SALLY J. BERENS U.S. MAGISTRATE JUDGE

Plaintiff Perry Pierce, a county detainee in the Berrien County Jail (BCJ), filed a pro se complaint pursuant to 42 U.S.C. § 1983 against Berrien County employees Sheriff P. Bailey Lieutenant Unknown Herbert, and Sergeant K. Robbins (incorrectly identified in the complaint as Kristin Robbinson), alleging claims based on events that occurred at the BCJ from January to June 2022. Following initial review by the Court pursuant to 28 U.S.C. §§ 1915(e)(2), 1915A, and 42 U.S.C. § 1997e(c), Plaintiff's remaining claim was his excessive force claim against Defendant Robbins under either the Eighth or Fourteenth Amendment. (ECF No. 6 at PageID.31, 41; ECF No. 7.) Following initial review, counsel appeared for Plaintiff and filed a motion for leave to file an amended complaint, which I granted in part on April 5, 2023. (ECF Nos. 27 and 33.) Plaintiff filed his amended complaint on April 10, 2023 alleging a Fourth Amendment excessive force claim against Defendant Robbins, as he was an arrestee at the time of the incident and had neither been arraigned nor had a probable cause hearing. (ECF No. 35 at PageID.122, 124-25.)
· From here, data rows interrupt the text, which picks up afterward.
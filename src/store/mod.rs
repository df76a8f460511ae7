// SPDX-FileCopyrightText: 2026 Bruno Meilick
// SPDX-License-Identifier: LicenseRef-Proteus-FreeUse-NoCopy-NoDerivatives
//
// All rights reserved.
//
// This file is part of Proteus and is proprietary software.
// Unauthorized copying, modification, or distribution is prohibited.

//! Persistence for drafts and history on disk.
//!
//! The store module reads/writes the session folder format (per-kind draft slot files plus a
//! capped history directory) used by both the editor and the CLI.

pub mod session_store;

pub use session_store::{Draft, HistoryEntry, SessionStore, StoreError, WriteDurability};
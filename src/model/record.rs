// SPDX-FileCopyrightText: 2026 Bruno Meilick
// SPDX-License-Identifier: LicenseRef-Proteus-FreeUse-NoCopy-NoDerivatives
//
// All rights reserved.
//
// This file is part of Proteus and is proprietary software.
// Unauthorized copying, modification, or distribution is prohibited.

use std::fmt;
use std::str::FromStr;

/// Selects which template the formatter applies and how the free-text fields are read.
#[derive(Debug, Clone, Copy, PartialEq, Eq, Hash, PartialOrd, Ord)]
pub enum RecordKind {
    Story,
    Bug,
}

impl RecordKind {
    pub const ALL: [RecordKind; 2] = [RecordKind::Story, RecordKind::Bug];

    pub fn as_str(self) -> &'static str {
        match self {
            Self::Story => "story",
            Self::Bug => "bug",
        }
    }
}

impl fmt::Display for RecordKind {
    fn fmt(&self, f: &mut fmt::Formatter<'_>) -> fmt::Result {
        f.write_str(self.as_str())
    }
}

impl FromStr for RecordKind {
    type Err = ParseRecordKindError;

    fn from_str(s: &str) -> Result<Self, Self::Err> {
        match s {
            "story" => Ok(Self::Story),
            "bug" => Ok(Self::Bug),
            other => Err(ParseRecordKindError {
                value: other.to_owned(),
            }),
        }
    }
}

#[derive(Debug, Clone, PartialEq, Eq)]
pub struct ParseRecordKindError {
    pub value: String,
}

impl fmt::Display for ParseRecordKindError {
    fn fmt(&self, f: &mut fmt::Formatter<'_>) -> fmt::Result {
        write!(f, "unknown record kind: {:?} (expected story|bug)", self.value)
    }
}

impl std::error::Error for ParseRecordKindError {}

/// A single editable record.
///
/// For a story, `role`/`action`/`benefit` are the "As a / I want / So that" triad and
/// `background` is free context. For a bug they are read as title/scenario/expected result,
/// with `background` carrying the actual result. `action` (bug), `background` and
/// `additional_info` may contain rich-text markup; everything else is plain text.
///
/// The criteria/technical-info lists keep insertion order and may contain blank entries;
/// blanks are filtered at render time, never at storage time, so an editing surface always
/// has at least one input row to show.
#[derive(Debug, Clone, PartialEq, Eq)]
pub struct Record {
    kind: RecordKind,
    role: String,
    action: String,
    benefit: String,
    background: String,
    additional_info: String,
    acceptance_criteria: Vec<String>,
    technical_info: Vec<String>,
}

impl Record {
    /// An empty record of the given kind, with single blank rows in both lists.
    pub fn empty(kind: RecordKind) -> Self {
        Self {
            kind,
            role: String::new(),
            action: String::new(),
            benefit: String::new(),
            background: String::new(),
            additional_info: String::new(),
            acceptance_criteria: vec![String::new()],
            technical_info: vec![String::new()],
        }
    }

    pub fn kind(&self) -> RecordKind {
        self.kind
    }

    pub fn role(&self) -> &str {
        &self.role
    }

    pub fn set_role(&mut self, role: impl Into<String>) {
        self.role = role.into();
    }

    pub fn action(&self) -> &str {
        &self.action
    }

    pub fn set_action(&mut self, action: impl Into<String>) {
        self.action = action.into();
    }

    pub fn benefit(&self) -> &str {
        &self.benefit
    }

    pub fn set_benefit(&mut self, benefit: impl Into<String>) {
        self.benefit = benefit.into();
    }

    pub fn background(&self) -> &str {
        &self.background
    }

    pub fn set_background(&mut self, background: impl Into<String>) {
        self.background = background.into();
    }

    pub fn additional_info(&self) -> &str {
        &self.additional_info
    }

    pub fn set_additional_info(&mut self, additional_info: impl Into<String>) {
        self.additional_info = additional_info.into();
    }

    pub fn acceptance_criteria(&self) -> &[String] {
        &self.acceptance_criteria
    }

    pub fn acceptance_criteria_mut(&mut self) -> &mut Vec<String> {
        &mut self.acceptance_criteria
    }

    pub fn technical_info(&self) -> &[String] {
        &self.technical_info
    }

    pub fn technical_info_mut(&mut self) -> &mut Vec<String> {
        &mut self.technical_info
    }

    /// Restores the "at least one input row" invariant after list edits.
    pub fn ensure_list_rows(&mut self) {
        if self.acceptance_criteria.is_empty() {
            self.acceptance_criteria.push(String::new());
        }
        if self.technical_info.is_empty() {
            self.technical_info.push(String::new());
        }
    }

    /// Whether any user-entered field is non-blank after trimming.
    ///
    /// `additional_info` is deliberately not part of this check: a record carrying only
    /// supplemental text is still treated as blank for autosave purposes.
    pub fn has_content(&self) -> bool {
        !self.role.trim().is_empty()
            || !self.action.trim().is_empty()
            || !self.benefit.trim().is_empty()
            || !self.background.trim().is_empty()
            || self.acceptance_criteria.iter().any(|c| !c.trim().is_empty())
            || self.technical_info.iter().any(|t| !t.trim().is_empty())
    }
}
// SPDX-FileCopyrightText: 2026 Bruno Meilick
// SPDX-License-Identifier: LicenseRef-Proteus-FreeUse-NoCopy-NoDerivatives
//
// All rights reserved.
//
// This file is part of Proteus and is proprietary software.
// Unauthorized copying, modification, or distribution is prohibited.

//! Core record model.
//!
//! A record is the single editable unit: a user story or a bug report bound to a browser
//! session. Field meaning depends on the record kind.

pub mod ids;
pub mod record;

pub use ids::{HistoryEntryId, ParseHistoryEntryIdError, SessionId, SessionIdError};
pub use record::{ParseRecordKindError, Record, RecordKind};
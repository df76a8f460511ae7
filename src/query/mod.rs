// SPDX-FileCopyrightText: 2026 Bruno Meilick
// SPDX-License-Identifier: LicenseRef-Proteus-FreeUse-NoCopy-NoDerivatives
//
// All rights reserved.
//
// This file is part of Proteus and is proprietary software.
// Unauthorized copying, modification, or distribution is prohibited.

//! Read-only queries over the store.

pub mod stats;

pub use stats::{all_session_stats, overall_stats, session_stats, OverallStats, SessionStats};
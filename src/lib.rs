// SPDX-FileCopyrightText: 2026 Bruno Meilick
// SPDX-License-Identifier: LicenseRef-Proteus-FreeUse-NoCopy-NoDerivatives
//
// All rights reserved.
//
// This file is part of Proteus and is proprietary software.
// Unauthorized copying, modification, or distribution is prohibited.

//! Proteus: draft/history engine for user-story and bug-report sessions.
//!
//! The crate is split into a stateless text pipeline (`format` → `render`) and a stateful
//! persistence pipeline (`store` → `editor`) over the shared record `model`.

pub mod editor;
pub mod format;
pub mod model;
pub mod query;
pub mod render;
pub mod store;
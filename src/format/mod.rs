// SPDX-FileCopyrightText: 2026 Bruno Meilick
// SPDX-License-Identifier: LicenseRef-Proteus-FreeUse-NoCopy-NoDerivatives
//
// All rights reserved.
//
// This file is part of Proteus and is proprietary software.
// Unauthorized copying, modification, or distribution is prohibited.

//! Canonical text formatting.
//!
//! `normalize_rich_text` converts rich-text fragments into canonical markdown fragments;
//! `format_record` assembles a whole record into one deterministic markdown document.
//! Both are pure functions and never fail.

pub mod record;
pub mod richtext;

pub use record::format_record;
pub use richtext::normalize_rich_text;
// SPDX-FileCopyrightText: 2026 Bruno Meilick
// SPDX-License-Identifier: LicenseRef-Proteus-FreeUse-NoCopy-NoDerivatives
//
// All rights reserved.
//
// This file is part of Proteus and is proprietary software.
// Unauthorized copying, modification, or distribution is prohibited.

use std::collections::BTreeMap;
use std::fmt;
use std::fs;
use std::io;
use std::io::Write;
use std::path::{Component, Path, PathBuf};
use std::sync::{Arc, Mutex};
use std::time::{SystemTime, UNIX_EPOCH};

use serde::{Deserialize, Serialize};

use crate::model::{HistoryEntryId, Record, RecordKind, SessionId};

const HISTORY_DIR_NAME: &str = "history";

/// Maximum finalized entries kept per session; appending beyond it evicts the oldest.
const HISTORY_CAP: usize = 10;

#[derive(Debug)]
pub enum StoreError {
    Io {
        path: PathBuf,
        source: io::Error,
    },
    Json {
        path: PathBuf,
        source: serde_json::Error,
    },
    InvalidRecordKind {
        path: PathBuf,
        value: String,
    },
    InvalidRelativePath {
        field: &'static str,
        value: PathBuf,
    },
    PathOutsideSession {
        session_dir: PathBuf,
        path: PathBuf,
    },
    SymlinkRefused {
        path: PathBuf,
    },
    HistoryEntryNotFound {
        session_id: SessionId,
        entry_id: HistoryEntryId,
    },
}

impl fmt::Display for StoreError {
    fn fmt(&self, f: &mut fmt::Formatter<'_>) -> fmt::Result {
        match self {
            Self::Io { path, source } => write!(f, "io error at {path:?}: {source}"),
            Self::Json { path, source } => write!(f, "json error at {path:?}: {source}"),
            Self::InvalidRecordKind { path, value } => {
                write!(f, "invalid record kind {value:?} in {path:?}")
            }
            Self::InvalidRelativePath { field, value } => {
                write!(f, "invalid relative path for {field}: {value:?}")
            }
            Self::PathOutsideSession { session_dir, path } => write!(
                f,
                "path is outside session dir: session_dir={session_dir:?} path={path:?}"
            ),
            Self::SymlinkRefused { path } => {
                write!(f, "refusing to write through symlink at {path:?}")
            }
            Self::HistoryEntryNotFound {
                session_id,
                entry_id,
            } => write!(
                f,
                "history entry {entry_id} not found in session {session_id}"
            ),
        }
    }
}
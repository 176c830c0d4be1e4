//! Report writing.
//!
//! [`ReportWriter`] turns an [`AnalysisSummary`](crate::types::AnalysisSummary)
//! into a sectioned plain-text report (`analysis_summary.txt`) and a JSON
//! copy (`analysis_summary.json`). Formatting is pure: the same summary
//! always renders to the same text.

mod generator;

pub use generator::{ReportWriter, SUMMARY_JSON_FILE, SUMMARY_TEXT_FILE};
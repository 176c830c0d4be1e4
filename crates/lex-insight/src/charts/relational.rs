//! Charts relating columns: correlation heatmap, scatter with regression, time series.

use super::style::{
    FONT, category_labels, category_upper, centered, diverging, padded_range, render_svg,
    series_color,
};
use super::{ChartRenderer, Resample};
use crate::error::{InsightError, Result};
use crate::loader::Table;
use crate::profiler::ColumnClassifier;
use crate::stats::StatisticsEngine;
use crate::types::{ChartKind, ChartOutcome, ColumnKind};
use crate::utils::{sanitize_file_component, truncate_label};
use chrono::{DateTime, Datelike, Days, NaiveDateTime, NaiveTime};
use plotters::prelude::*;
use std::collections::BTreeMap;
use std::iter::once;

/// Least-squares line `y = intercept + slope * x`.
#[derive(Debug, Clone, Copy, PartialEq)]
pub(crate) struct LinearFit {
    pub intercept: f64,
    pub slope: f64,
    pub r_squared: f64,
}

impl LinearFit {
    pub fn predict(&self, x: f64) -> f64 {
        self.intercept + self.slope * x
    }
}

/// `None` when x has no spread.
pub(crate) fn linear_fit(points: &[(f64, f64)]) -> Option<LinearFit> {
    if points.len() < 2 {
        return None;
    }
    let n = points.len() as f64;
    let mean_x = points.iter().map(|p| p.0).sum::<f64>() / n;
    let mean_y = points.iter().map(|p| p.1).sum::<f64>() / n;
    let (mut sxy, mut sxx, mut syy) = (0.0, 0.0, 0.0);
    for (x, y) in points {
        sxy += (x - mean_x) * (y - mean_y);
        sxx += (x - mean_x).powi(2);
        syy += (y - mean_y).powi(2);
    }
    if sxx == 0.0 {
        return None;
    }

    let slope = sxy / sxx;
    // a flat y is fitted exactly by the flat line
    let r_squared = if syy == 0.0 { 1.0 } else { sxy * sxy / (sxx * syy) };
    Some(LinearFit {
        intercept: mean_y - slope * mean_x,
        slope,
        r_squared,
    })
}

/// Start of the bucket containing `ts`.
pub(crate) fn bucket_start(ts: NaiveDateTime, resample: Resample) -> NaiveDateTime {
    let date = ts.date();
    match resample {
        Resample::None => ts,
        Resample::Day => date.and_time(NaiveTime::MIN),
        Resample::Week => {
            let back = u64::from(date.weekday().num_days_from_monday());
            (date - Days::new(back)).and_time(NaiveTime::MIN)
        }
        Resample::Month => date.with_day(1).unwrap_or(date).and_time(NaiveTime::MIN),
    }
}

/// Complete (time, value) pairs in ascending time order, averaged per bucket when resampling.
pub(crate) fn time_points(
    dates: &[Option<NaiveDateTime>],
    values: &[Option<f64>],
    resample: Resample,
) -> Vec<(NaiveDateTime, f64)> {
    let pairs = dates
        .iter()
        .zip(values)
        .filter_map(|(d, v)| Some(((*d)?, (*v)?)));

    if resample == Resample::None {
        let mut points: Vec<_> = pairs.collect();
        points.sort_by_key(|(t, _)| *t);
        return points;
    }

    let mut buckets: BTreeMap<NaiveDateTime, (f64, usize)> = BTreeMap::new();
    for (t, v) in pairs {
        let entry = buckets.entry(bucket_start(t, resample)).or_insert((0.0, 0));
        entry.0 += v;
        entry.1 += 1;
    }
    buckets
        .into_iter()
        .map(|(t, (sum, n))| (t, sum / n as f64))
        .collect()
}

impl ChartRenderer<'_> {
    /// Annotated correlation heatmap over the numeric columns.
    pub fn heatmap(&self, table: &Table, columns: Option<&[String]>) -> Result<ChartOutcome> {
        let matrix = StatisticsEngine::correlation(table, columns)?;
        let n = matrix.len();
        if n < 2 {
            return Ok(self.not_applicable(
                ChartKind::Heatmap,
                format!("needs at least two numeric columns, found {}", n),
            ));
        }

        let path = self.chart_path("correlation_heatmap");
        let names: Vec<String> = matrix.columns.iter().map(|c| truncate_label(c, 14)).collect();
        let y_names: Vec<String> = names.iter().rev().cloned().collect();

        render_svg(&path, self.size(), |root| {
            let x_labels = category_labels(&names);
            let y_labels = category_labels(&y_names);
            let upper = category_upper(n);
            let mut chart = ChartBuilder::on(root)
                .caption("Correlation matrix", (FONT, 24))
                .margin(16)
                .x_label_area_size(48)
                .y_label_area_size(110)
                .build_cartesian_2d(
                    (0u32..upper).into_segmented(),
                    (0u32..upper).into_segmented(),
                )?;
            chart
                .configure_mesh()
                .disable_mesh()
                .x_labels(n + 1)
                .y_labels(n + 1)
                .x_label_formatter(&x_labels)
                .y_label_formatter(&y_labels)
                .draw()?;

            for (i, row) in matrix.values.iter().enumerate() {
                let y = (n - 1 - i) as u32;
                for (j, r) in row.iter().enumerate() {
                    let x = j as u32;
                    let fill = r.map_or(RGBColor(225, 225, 225), diverging);
                    chart.draw_series(once(Rectangle::new(
                        [
                            (SegmentValue::Exact(x), SegmentValue::Exact(y)),
                            (SegmentValue::Exact(x + 1), SegmentValue::Exact(y + 1)),
                        ],
                        fill.filled(),
                    )))?;

                    let text = r.map_or_else(|| "n/a".to_string(), |v| format!("{:.2}", v));
                    let style = if r.is_some_and(|v| v.abs() > 0.6) {
                        centered(13).color(&WHITE)
                    } else {
                        centered(13)
                    };
                    chart.draw_series(once(Text::new(
                        text,
                        (SegmentValue::CenterOf(x), SegmentValue::CenterOf(y)),
                        style,
                    )))?;
                }
            }
            Ok(())
        })?;

        Ok(self.rendered(ChartKind::Heatmap, matrix.columns.clone(), path, None))
    }

    /// Scatter plot with a least-squares line and R² in the caption.
    pub fn scatter(&self, table: &Table, x: &str, y: &str) -> Result<ChartOutcome> {
        let xs = table.numeric_values(x)?;
        let ys = table.numeric_values(y)?;
        let points: Vec<(f64, f64)> = xs
            .iter()
            .zip(&ys)
            .filter_map(|(a, b)| Some(((*a)?, (*b)?)))
            .collect();

        let path = self.chart_path(&format!(
            "scatter_{}_vs_{}",
            sanitize_file_component(x),
            sanitize_file_component(y)
        ));
        let columns = vec![x.to_string(), y.to_string()];
        let fit = linear_fit(&points);
        let title = match fit {
            Some(f) => format!("{} vs {} (R² = {:.3})", y, x, f.r_squared),
            None => format!("{} vs {}", y, x),
        };

        if points.len() < 2 {
            return self.placeholder(
                ChartKind::Scatter,
                columns,
                path,
                &title,
                "fewer than two complete pairs",
            );
        }

        let note = match fit {
            Some(f) => format!(
                "y = {:.4} + {:.4}x, R² = {:.4}",
                f.intercept, f.slope, f.r_squared
            ),
            None => format!("'{}' has zero variance; regression omitted", x),
        };
        let fold = |acc: (f64, f64), v: f64| (acc.0.min(v), acc.1.max(v));
        let start = (f64::INFINITY, f64::NEG_INFINITY);
        let (x_min, x_max) = points.iter().map(|p| p.0).fold(start, fold);
        let (y_min, y_max) = points.iter().map(|p| p.1).fold(start, fold);
        let (x_lo, x_hi) = padded_range(x_min, x_max);
        let (y_lo, y_hi) = padded_range(y_min, y_max);

        render_svg(&path, self.size(), |root| {
            let mut chart = ChartBuilder::on(root)
                .caption(&title, (FONT, 24))
                .margin(16)
                .x_label_area_size(40)
                .y_label_area_size(56)
                .build_cartesian_2d(x_lo..x_hi, y_lo..y_hi)?;
            chart.configure_mesh().x_desc(x).y_desc(y).draw()?;

            chart.draw_series(
                points
                    .iter()
                    .map(|p| Circle::new(*p, 3, series_color(0).mix(0.6).filled())),
            )?;
            if let Some(f) = fit {
                chart.draw_series(LineSeries::new(
                    [(x_lo, f.predict(x_lo)), (x_hi, f.predict(x_hi))],
                    series_color(3).stroke_width(2),
                ))?;
            }
            Ok(())
        })?;

        Ok(self.rendered(ChartKind::Scatter, columns, path, Some(note)))
    }

    /// Line chart of a numeric column against a datetime column, sorted by time.
    ///
    /// Without `date_col` the first datetime column of the table is used.
    pub fn time_series(
        &self,
        table: &Table,
        value_col: &str,
        date_col: Option<&str>,
        resample: Resample,
    ) -> Result<ChartOutcome> {
        let values = table.numeric_values(value_col)?;
        let date_col = match date_col {
            Some(d) => {
                let profile = ColumnClassifier::classify_column(table, d, self.config)?;
                if profile.kind != ColumnKind::Datetime {
                    return Err(InsightError::invalid_kind(d, "datetime", profile.kind.as_str()));
                }
                d.to_string()
            }
            None => match self.first_datetime_column(table)? {
                Some(d) => d,
                None => {
                    return Ok(self.not_applicable(ChartKind::TimeSeries, "no datetime column"));
                }
            },
        };

        let dates = table.datetime_values(&date_col)?;
        let points = time_points(&dates, &values, resample);
        let path = self.chart_path(&format!("timeseries_{}", sanitize_file_component(value_col)));
        let title = match resample {
            Resample::None => format!("{} over {}", value_col, date_col),
            Resample::Day => format!("Daily mean of {}", value_col),
            Resample::Week => format!("Weekly mean of {}", value_col),
            Resample::Month => format!("Monthly mean of {}", value_col),
        };
        let columns = vec![value_col.to_string(), date_col.clone()];

        if points.is_empty() {
            return self.placeholder(
                ChartKind::TimeSeries,
                columns,
                path,
                &title,
                "no rows with both a timestamp and a value",
            );
        }

        let series: Vec<(f64, f64)> = points
            .iter()
            .map(|(t, v)| (t.and_utc().timestamp() as f64, *v))
            .collect();
        let first = series.first().map_or(0.0, |p| p.0);
        let last = series.last().map_or(0.0, |p| p.0);
        let (x_lo, x_hi) = if first == last {
            (first - 86_400.0, last + 86_400.0)
        } else {
            (first, last)
        };
        let fold = |acc: (f64, f64), v: f64| (acc.0.min(v), acc.1.max(v));
        let (y_min, y_max) = series
            .iter()
            .map(|p| p.1)
            .fold((f64::INFINITY, f64::NEG_INFINITY), fold);
        let (y_lo, y_hi) = padded_range(y_min, y_max);

        render_svg(&path, self.size(), |root| {
            let date_label = |v: &f64| {
                DateTime::from_timestamp(*v as i64, 0)
                    .map(|d| d.format("%Y-%m-%d").to_string())
                    .unwrap_or_default()
            };
            let mut chart = ChartBuilder::on(root)
                .caption(&title, (FONT, 24))
                .margin(16)
                .x_label_area_size(40)
                .y_label_area_size(56)
                .build_cartesian_2d(x_lo..x_hi, y_lo..y_hi)?;
            chart
                .configure_mesh()
                .x_labels(8)
                .x_label_formatter(&date_label)
                .x_desc(date_col.as_str())
                .y_desc(value_col)
                .draw()?;

            let color = series_color(0);
            chart.draw_series(LineSeries::new(series.iter().copied(), color.stroke_width(2)))?;
            chart.draw_series(series.iter().map(|p| Circle::new(*p, 2, color.filled())))?;
            Ok(())
        })?;

        Ok(self.rendered(ChartKind::TimeSeries, columns, path, None))
    }

    fn first_datetime_column(&self, table: &Table) -> Result<Option<String>> {
        for name in table.column_names() {
            if ColumnClassifier::classify_column(table, &name, self.config)?.kind
                == ColumnKind::Datetime
            {
                return Ok(Some(name));
            }
        }
        Ok(None)
    }
}

#[cfg(test)]
mod tests {
    use super::*;
    use chrono::NaiveDate;

    fn at(y: i32, m: u32, d: u32) -> NaiveDateTime {
        NaiveDate::from_ymd_opt(y, m, d)
            .unwrap()
            .and_hms_opt(13, 30, 0)
            .unwrap()
    }

    #[test]
    fn test_linear_fit_exact_line() {
        let points = [(0.0, 1.0), (1.0, 3.0), (2.0, 5.0), (3.0, 7.0)];
        let fit = linear_fit(&points).unwrap();
        assert!((fit.slope - 2.0).abs() < 1e-12);
        assert!((fit.intercept - 1.0).abs() < 1e-12);
        assert!((fit.r_squared - 1.0).abs() < 1e-12);
        assert!(linear_fit(&[(1.0, 2.0), (1.0, 3.0)]).is_none());
    }

    #[test]
    fn test_bucket_start() {
        // 2024-03-14 is a Thursday
        let ts = at(2024, 3, 14);
        assert_eq!(bucket_start(ts, Resample::None), ts);
        assert_eq!(bucket_start(ts, Resample::Day), at(2024, 3, 14).date().and_time(NaiveTime::MIN));
        assert_eq!(bucket_start(ts, Resample::Week), at(2024, 3, 11).date().and_time(NaiveTime::MIN));
        assert_eq!(bucket_start(ts, Resample::Month), at(2024, 3, 1).date().and_time(NaiveTime::MIN));
    }

    #[test]
    fn test_time_points_sorted_and_resampled() {
        let dates = vec![Some(at(2024, 2, 3)), Some(at(2024, 1, 5)), None, Some(at(2024, 1, 20))];
        let values = vec![Some(30.0), Some(10.0), Some(99.0), Some(20.0)];

        let raw = time_points(&dates, &values, Resample::None);
        let ordered: Vec<f64> = raw.iter().map(|p| p.1).collect();
        assert_eq!(ordered, vec![10.0, 20.0, 30.0]);

        let monthly = time_points(&dates, &values, Resample::Month);
        assert_eq!(monthly.len(), 2);
        assert_eq!(monthly[0].1, 15.0);
        assert_eq!(monthly[1].1, 30.0);
    }
}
Presently before me is Defendant Robbins's Motion to Dismiss Plaintiff's First Amended Complaint (ECF No. 36), arguing that she is entitled to qualified immunity. The motion is fully briefed and ready for decision. For the reason that follow pursuant to 28 U.S.C. § 636(b)(1)(B), I recommend that the motion be DENIED.

I. Background
A. Plaintiff's Allegations

Plaintiff has been diagnosed with mental illness, including bipolar disorder and paranoid schizophrenia, with suicidal ideation. On January 28, 2022, he was arrested and lodged in the BCJ for resisting and obstructing a police officer. At the time of the arrest, Plaintiff was experiencing delusions. Plaintiff was taken to the BCJ and placed in a male inmate holding cell with 11 other inmates. (ECF No. 35 at PageID.122.)

Security video from January 29, 2022, shows Plaintiff standing near the cell's glass door, appearing to call out to guards in an agitated manner. Six guards then gathered at the front of the cell to extract Plaintiff from the cell, intending to move him to a smaller isolation cell. When the guards opened the door, Plaintiff exited into their arms. The guards then took Plaintiff to the ground and placed him in handcuffs with his arms behind his back. Security video shows two guards leave to go to the destination cell while the remaining four guards carried Plaintiff by his arms and legs to the destination cell. (Id. at PageID.122-23.)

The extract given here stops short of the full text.